* **WHAT NEEDS TO BE DONE**:
Each line in the entries that has the word "process" has to be copied.

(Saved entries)
--------------------------------------------------
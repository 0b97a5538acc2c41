//! Shared helpers for the posts API conformance test suite.
//!
//! Provides [`spawn_server`] — a function that binds a `TcpListener` on an
//! ephemeral port, wires up an in-process server backed by `MemoryStorage`,
//! and returns both the local URL and a reference to the underlying storage
//! so tests can pre-populate data without going through the HTTP layer.

use std::sync::Arc;

use posts_server::{build_router, MemoryStorage, Storage};

/// Start an ephemeral in-process server and return `(base_url, storage)`.
///
/// The server runs in a background `tokio` task and is bound to an
/// OS-assigned port on `127.0.0.1`. The returned `String` is the base URL,
/// e.g. `http://127.0.0.1:51234`. Each call gets a fresh, empty store.
///
/// # Panics
///
/// Panics if the TCP listener cannot be bound.
pub async fn spawn_server() -> (String, Arc<MemoryStorage>) {
    let listener = tokio::net::TcpListener::bind("127.0.0.1:0")
        .await
        .expect("bind ephemeral port");
    let addr = listener.local_addr().expect("get local addr");
    let base_url = format!("http://{addr}");

    let mem_storage = Arc::new(MemoryStorage::new());
    let storage: Arc<dyn Storage> = Arc::clone(&mem_storage) as Arc<dyn Storage>;
    let router = build_router(storage);

    tokio::spawn(async move {
        axum::serve(listener, router)
            .await
            .expect("conformance server error");
    });

    (base_url, mem_storage)
}

/// An HTTP client that sends `Accept: application/json` on every request.
pub fn json_client() -> reqwest::Client {
    let mut headers = reqwest::header::HeaderMap::new();
    headers.insert(
        reqwest::header::ACCEPT,
        reqwest::header::HeaderValue::from_static("application/json"),
    );
    reqwest::Client::builder()
        .default_headers(headers)
        .timeout(std::time::Duration::from_secs(5))
        .build()
        .expect("build HTTP client")
}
--------------------------------------------------
* **RESPONSE**:
//! ephemeral port, wires up an in-process server backed by `MemoryStorage`,
/// Start an ephemeral in-process server and return `(base_url, storage)`.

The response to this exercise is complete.